Saturday, February 11, 2017

Saturday 2 11 17 morning call

Couple of sessions for me yesterday. I particularly enjoyed the sunset one when the Kona got lighter and the quality of the waves went through the sky. Hookipa was a 9 also thanks to the consistent mix of swells and periods together with the occasional long lines of the new swell's forerunners.

I don't have a shot of the day, so here's Will Hunt on a gem at Honolua (I think) some days ago.


4am significant buoy readings
South shore is blown out by the Kona wind. You don't even have to check the webcams for that. Unless you want to go windsurfing in Kihei, of course.

North shore
NW101
6.2ft @ 16s from 291° (WNW)

Waimea
6ft @ 17s from 312° (NW)

Pauwela
4.6ft @ 17s from 322° (NW)
1.8ft @ 9s from 49° (NE)
1.5ft @ 11s from 3° (N)
1.1ft @ 10s from 15° (NNE)

The buoys came up nicely, below is the graph of the three reported ones and my guess of how the Pauwela graph will be today. Notice the original 291 direction at the NW101 buoy. That means that the swell will have to heavily refract around the upstream islands to get to our north shore. But with Pauwela sensing 4.6f 17s at 4am and still trending up, I would not be worried about lack of size.
The problem, as we will see below, is going to be the strong Kona wind.


Current wind map shows:
1) a strong and long WNW fetch. This fetch is going to generate the next swell which is predicted by Surfline to quickly rise all morning on Tuesday and reach around 13f 16s mid day.
2-3) it's nice to see some little fetches oriented towards us in the south Pacific after like a month of nothingness, but I'm afraid they won't do much for us anyway.



NAM3km map at 7am shows already strong Kona. Not planning on a dawn patrol session, but I might post a beach updated later in the morning. Not sure what happened to yesterday's update, I got the "post published" notification, but it wasn't there. For the records, I gave the early morning clean conditions an 8.


NAM3km map at 2pm shows even stronger wind and my experience is that when it's predicted to be strong it might be much stronger. For sure some very skilled windsurfers will tackle some possibly epic conditions at Lanes. Which made me think to check the clouds for my photographer friends.

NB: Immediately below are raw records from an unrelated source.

//! Shared value types for the Stepchain domain.
//!
//! Unlike the newtype identifiers in [`crate::identifiers`], these types carry
//! meaningful values with invariants (e.g. the model is one of a closed set,
//! token counts are non-negative integers) and participate in domain
//! computations.

use chrono::{DateTime, Utc};
use serde::{Deserialize, Serialize};

// ---------------------------------------------------------------------------
// Token types
// ---------------------------------------------------------------------------

/// Number of tokens consumed or budgeted in an LLM API call.
#[derive(Debug, Clone, Copy, PartialEq, Eq, PartialOrd, Ord, Hash, Serialize, Deserialize)]
pub struct TokenCount(u64);

impl TokenCount {
    /// Creates a [`TokenCount`] from a raw integer.
    pub fn new(count: u64) -> Self {
        Self(count)
    }

    /// Returns the underlying integer value.
    pub fn as_u64(self) -> u64 {
        self.0
    }
}

impl std::fmt::Display for TokenCount {
    fn fmt(&self, f: &mut std::fmt::Formatter<'_>) -> std::fmt::Result {
        write!(f, "{}", self.0)
    }
}

// ---------------------------------------------------------------------------
// Limits
// ---------------------------------------------------------------------------

/// Per-call and per-chain resource limits.
///
/// The defaults are the fixed production limits. Only `max_calls` is exposed
/// on the command line; tests construct smaller limits directly.
#[derive(Debug, Clone, Copy, PartialEq, Eq)]
pub struct ChainLimits {
    /// Maximum number of steps (and therefore service calls) per payload.
    pub max_calls: usize,
    /// A request estimated above this many input tokens cancels the chain.
    pub max_input_tokens: TokenCount,
    /// Output-token cap sent with every service call.
    pub max_output_tokens: TokenCount,
}

impl ChainLimits {
    /// Default call cap; overridable with `MAX_OPENAI_CALLS`.
    pub const DEFAULT_MAX_CALLS: usize = 5;
    /// Fixed input-token limit per request.
    pub const MAX_INPUT_TOKENS: u64 = 2000;
    /// Fixed output-token cap per request.
    pub const MAX_OUTPUT_TOKENS: u64 = 600;

    /// Returns the default limits with a different call cap.
    pub fn with_max_calls(max_calls: usize) -> Self {
        Self {
            max_calls,
            ..Self::default()
        }
    }
}

impl Default for ChainLimits {
    fn default() -> Self {
        Self {
            max_calls: Self::DEFAULT_MAX_CALLS,
            max_input_tokens: TokenCount::new(Self::MAX_INPUT_TOKENS),
            max_output_tokens: TokenCount::new(Self::MAX_OUTPUT_TOKENS),
        }
    }
}

// ---------------------------------------------------------------------------
// Model and response mode
// ---------------------------------------------------------------------------

/// The text-generation models a step may use.
///
/// Configuration values outside this set become [`Model::Gpt4oMini`] via
/// [`Model::sanitize`]; they are never an error.
#[derive(Debug, Clone, Copy, Default, PartialEq, Eq, Hash, Serialize, Deserialize)]
pub enum Model {
    #[default]
    #[serde(rename = "gpt-4o-mini")]
    Gpt4oMini,
    #[serde(rename = "gpt-4o")]
    Gpt4o,
}

impl Model {
    /// Returns the wire name of the model.
    pub fn as_str(self) -> &'static str {
        match self {
            Model::Gpt4oMini => "gpt-4o-mini",
            Model::Gpt4o => "gpt-4o",
        }
    }

    /// Parses an exact wire name.
    pub fn from_name(name: &str) -> Option<Self> {
        match name {
            "gpt-4o-mini" => Some(Model::Gpt4oMini),
            "gpt-4o" => Some(Model::Gpt4o),
            _ => None,
        }
    }

    /// Maps a model name onto an allowed model; unknown names become the default.
    pub fn sanitize_name(name: &str) -> Model {
        Model::from_name(name).unwrap_or_default()
    }

    /// Maps a step's `model` field onto an allowed model.
    ///
    /// An absent field takes `unset`; any present value (including `null`)
    /// that is not a supported name becomes the default model.
    pub fn sanitize(value: Option<&serde_json::Value>, unset: Model) -> Model {
        match value {
            None => unset,
            Some(value) => value
                .as_str()
                .map(Model::sanitize_name)
                .unwrap_or_default(),
        }
    }
}

impl std::fmt::Display for Model {
    fn fmt(&self, f: &mut std::fmt::Formatter<'_>) -> std::fmt::Result {
        f.write_str(self.as_str())
    }
}

// ---------------------------------------------------------------------------

/// How a step's returned text is recorded.
#[derive(Debug, Clone, Copy, PartialEq, Eq, Hash, Serialize, Deserialize)]
#[serde(rename_all = "snake_case")]
pub enum ResponseFormat {
    /// Ask the service for a JSON object and parse the reply.
    Json,
    /// Record the trimmed reply verbatim.
    Text,
}

impl ResponseFormat {
    /// `"text"` selects [`ResponseFormat::Text`]; every other value is `Json`.
    pub fn sanitize(value: Option<&serde_json::Value>) -> ResponseFormat {
        match value.and_then(serde_json::Value::as_str) {
            Some("text") => ResponseFormat::Text,
            _ => ResponseFormat::Json,
        }
    }
}

impl std::fmt::Display for ResponseFormat {
    fn fmt(&self, f: &mut std::fmt::Formatter<'_>) -> std::fmt::Result {
        match self {
            ResponseFormat::Json => f.write_str("json"),
            ResponseFormat::Text => f.write_str("text"),
        }
    }
}

// ---------------------------------------------------------------------------
// Requests
// ---------------------------------------------------------------------------

/// Author of a chat message.
#[derive(Debug, Clone, Copy, PartialEq, Eq, Hash, Serialize, Deserialize)]
#[serde(rename_all = "lowercase")]
pub enum Role {
    System,
    User,
}

/// One message of a chat-style request.
#[derive(Debug, Clone, PartialEq, Eq, Serialize, Deserialize)]
pub struct ChatMessage {
    pub role: Role,
    /// Message text, sent verbatim.
    pub content: String,
}

impl ChatMessage {
    pub fn system(content: impl Into<String>) -> Self {
        Self {
            role: Role::System,
            content: content.into(),
        }
    }

    pub fn user(content: impl Into<String>) -> Self {
        Self {
            role: Role::User,
            content: content.into(),
        }
    }
}

/// A fully assembled request to the text-generation service.
#[derive(Debug, Clone, PartialEq)]
pub struct CompletionRequest {
    pub model: Model,
    /// Always `[system, user]` for chain steps.
    pub messages: Vec<ChatMessage>,
    /// Upper bound on generated tokens.
    pub max_output_tokens: TokenCount,
    /// Omitted from the wire request when `None`.
    pub temperature: Option<f64>,
    /// `Json` asks the service for a JSON object.
    pub response_format: ResponseFormat,
}

// ---------------------------------------------------------------------------
// Time
// ---------------------------------------------------------------------------

/// A UTC wall-clock timestamp.
///
/// Wraps [`chrono::DateTime<Utc>`] so callers never depend on `chrono` types
/// directly.
#[derive(Debug, Clone, Copy, PartialEq, Eq, PartialOrd, Ord, Serialize, Deserialize)]
pub struct Timestamp(DateTime<Utc>);

impl Timestamp {
    /// Returns the current UTC time as a [`Timestamp`].
    pub fn now() -> Self {
        Self(Utc::now())
    }

    /// Milliseconds elapsed between `self` and now (zero if the clock moved back).
    pub fn elapsed_ms(self) -> u64 {
        (Utc::now() - self.0).num_milliseconds().max(0) as u64
    }
}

But I don't have good news for them. Some unsettled weather is almost upon us, as this 5am satellite picture shows.


Plenty rain coming too. The radar image at 5.35am shows Oahu about to get slammed pretty heavily.


And Maui will too. According to the HRW model on Windguru, the rain will start around 3pm and last till the evening. I see some heavy numbers there, be ready for that flash flood warning alarm to go off on your phones quite a few times.


And don't go hiking, unless you want to end up like these guys.